(Collected data entries)
▬▬▬
//! Record store integration tests.
//!
//! Drives the `hotel-records` command line against store files in a scratch
//! directory and inspects the files it leaves behind.

use std::{fs, path::Path, process::ExitCode};

use clap::Parser;
use flatfile_records::{
    Cli,
    domain::{Customer, Hotel, RecordRepository, Reservation},
    infrastructure::JsonFileRepository,
    run,
};
use pretty_assertions::assert_eq;
use tempfile::TempDir;

fn run_cli(dir: &TempDir, args: &[&str]) -> ExitCode {
    let hotels = dir.path().join("hotels.json");
    let customers = dir.path().join("customers.json");
    let reservations = dir.path().join("reservations.json");
    let mut argv = vec![
        "hotel-records".to_string(),
        "--hotels".to_string(),
        hotels.display().to_string(),
        "--customers".to_string(),
        customers.display().to_string(),
        "--reservations".to_string(),
        reservations.display().to_string(),
    ];
    argv.extend(args.iter().map(|a| a.to_string()));
    run(Cli::try_parse_from(argv).expect("cli should parse"))
}

fn hotels(dir: &TempDir) -> JsonFileRepository<Hotel> {
    JsonFileRepository::new(dir.path().join("hotels.json"))
}

fn seed_test_hotel(dir: &TempDir) {
    fs::write(
        dir.path().join("hotels.json"),
        r#"{"1": {"hotel_id": "1", "name": "Test Hotel", "address": "Test Address",
                 "rooms": {"101": 100, "102": 150}}}"#,
    )
    .unwrap();
}

fn read_json(path: &Path) -> serde_json::Value {
    serde_json::from_str(&fs::read_to_string(path).unwrap()).unwrap()
}

#[test]
fn test_create_hotel_then_load() {
    // テスト項目: 新しいホテルを作成すると、読み込んだマッピングに含まれる
    // given (前提条件):
    let dir = tempfile::tempdir().unwrap();
    seed_test_hotel(&dir);

    // when (操作):
    run_cli(
        &dir,
        &[
            "hotel", "create", "--id", "2", "--name", "New Hotel", "--address", "New Address",
            "--room", "201=200",
        ],
    );

    // then (期待する結果):
    let loaded = hotels(&dir).load().unwrap();
    assert_eq!(loaded.len(), 2);
    assert_eq!(loaded["2"].name, "New Hotel");
    assert_eq!(loaded["2"].rooms.len(), 1);
    assert_eq!(
        read_json(&dir.path().join("hotels.json"))["2"]["rooms"]["201"],
        serde_json::json!(200)
    );
}

#[test]
fn test_create_duplicate_hotel_is_noop() {
    // テスト項目: 既存 ID でのホテル作成は何も変更しない
    // given (前提条件):
    let dir = tempfile::tempdir().unwrap();
    seed_test_hotel(&dir);
    let before = fs::read_to_string(dir.path().join("hotels.json")).unwrap();

    // when (操作):
    let status = run_cli(
        &dir,
        &["hotel", "create", "--id", "1", "--name", "Other", "--address", "Elsewhere"],
    );

    // then (期待する結果):
    assert_eq!(status, ExitCode::SUCCESS);
    let after = fs::read_to_string(dir.path().join("hotels.json")).unwrap();
    assert_eq!(after, before);
}

#[test]
fn test_delete_hotel() {
    // テスト項目: 既存ホテルを削除すると読み込み結果から消える
    // given (前提条件):
    let dir = tempfile::tempdir().unwrap();
    seed_test_hotel(&dir);

    // when (操作):
    run_cli(&dir, &["hotel", "delete", "1"]);

    // then (期待する結果):
    assert!(hotels(&dir).load().unwrap().is_empty());
    assert_eq!(
        fs::read_to_string(dir.path().join("hotels.json")).unwrap(),
        "{}\n"
    );
}

#[test]
fn test_update_hotel_merges_only_given_fields() {
    // テスト項目: 更新は指定したフィールドだけをマージする
    // given (前提条件):
    let dir = tempfile::tempdir().unwrap();
    seed_test_hotel(&dir);

    // when (操作):
    run_cli(&dir, &["hotel", "update", "1", "--address", "Updated Address"]);

    // then (期待する結果):
    let loaded = hotels(&dir).load().unwrap();
    assert_eq!(loaded["1"].name, "Test Hotel");
    assert_eq!(loaded["1"].address, "Updated Address");
    assert_eq!(loaded["1"].rooms.len(), 2);
}

#[test]
fn test_customer_and_reservation_lifecycle() {
    // テスト項目: 顧客と予約を作成・更新・キャンセルできる
    // given (前提条件):
    let dir = tempfile::tempdir().unwrap();
    let customers = JsonFileRepository::<Customer>::new(dir.path().join("customers.json"));
    let reservations =
        JsonFileRepository::<Reservation>::new(dir.path().join("reservations.json"));

    // when (操作):
    run_cli(
        &dir,
        &[
            "customer", "create", "--id", "c1", "--name", "Ana", "--email", "ana@example.com",
            "--phone", "555-0100",
        ],
    );
    // 存在しないホテルへの予約も許可される（外部キー検証なし）
    run_cli(
        &dir,
        &[
            "reservation", "create", "--id", "r1", "--customer", "c1", "--hotel", "99",
            "--room", "101", "--check-in", "2024-03-01", "--check-out", "2024-03-04",
        ],
    );
    run_cli(&dir, &["reservation", "update", "r1", "--check-out", "2024-03-05"]);

    // then (期待する結果):
    assert_eq!(customers.load().unwrap()["c1"].email, "ana@example.com");
    let stored = read_json(&dir.path().join("reservations.json"));
    assert_eq!(stored["r1"]["hotel_id"], "99");
    assert_eq!(stored["r1"]["check_in_date"], "2024-03-01");
    assert_eq!(stored["r1"]["check_out_date"], "2024-03-05");

    // when (操作): 予約をキャンセル
    run_cli(&dir, &["reservation", "cancel", "r1"]);

    // then (期待する結果):
    assert!(reservations.load().unwrap().is_empty());
}

#[test]
fn test_create_without_id_generates_one() {
    // テスト項目: --id を省略すると ID が生成される
    // given (前提条件):
    let dir = tempfile::tempdir().unwrap();

    // when (操作):
    run_cli(
        &dir,
        &["customer", "create", "--name", "Bo", "--email", "bo@example.com", "--phone", "1"],
    );

    // then (期待する結果):
    let loaded = JsonFileRepository::<Customer>::new(dir.path().join("customers.json"))
        .load()
        .unwrap();
    assert_eq!(loaded.len(), 1);
    let (id, customer) = loaded.first().unwrap();
    assert_eq!(id.len(), 36);
    assert_eq!(customer.customer_id.as_str(), id);
}

#[test]
fn test_self_test_exits_successfully() {
    // テスト項目: self-test はすべてのチェックが成功すると 0 で終了する
    // given (前提条件):
    let dir = tempfile::tempdir().unwrap();

    // when (操作):
    let status = run_cli(&dir, &["self-test"]);

    // then (期待する結果):
    assert_eq!(status, ExitCode::SUCCESS);
    // self-test は指定されたストアファイルに触れない
    assert!(!dir.path().join("hotels.json").exists());
}

#[test]
fn test_create_keeps_valid_hotels_when_store_has_invalid_record() {
    // テスト項目: 不正なレコードを含むストアへの作成は失敗し、既存のホテルは失われない
    // given (前提条件): ホテル 2 の価格が文字列になっている
    let dir = tempfile::tempdir().unwrap();
    let path = dir.path().join("hotels.json");
    fs::write(
        &path,
        r#"{"1": {"hotel_id": "1", "name": "Test Hotel", "address": "Test Address",
                 "rooms": {"101": 100}},
            "2": {"hotel_id": "2", "name": "Legacy Hotel", "address": "Old Address",
                 "rooms": {"201": "120"}}}"#,
    )
    .unwrap();
    let before = fs::read_to_string(&path).unwrap();

    // when (操作):
    let status = run_cli(
        &dir,
        &["hotel", "create", "--id", "3", "--name", "New Hotel", "--address", "New Address"],
    );

    // then (期待する結果):
    assert_eq!(status, ExitCode::SUCCESS);
    let after = fs::read_to_string(&path).unwrap();
    assert_eq!(after, before);
    let stored = read_json(&path);
    assert_eq!(stored["1"]["name"], "Test Hotel");
    assert!(stored.get("3").is_none());
}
▬▬▬
Which lines in the data above hold the string "args"? Return each of them.

### [SOLUTION]
fn run_cli(dir: &TempDir, args: &[&str]) -> ExitCode {
    argv.extend(args.iter().map(|a| a.to_string()));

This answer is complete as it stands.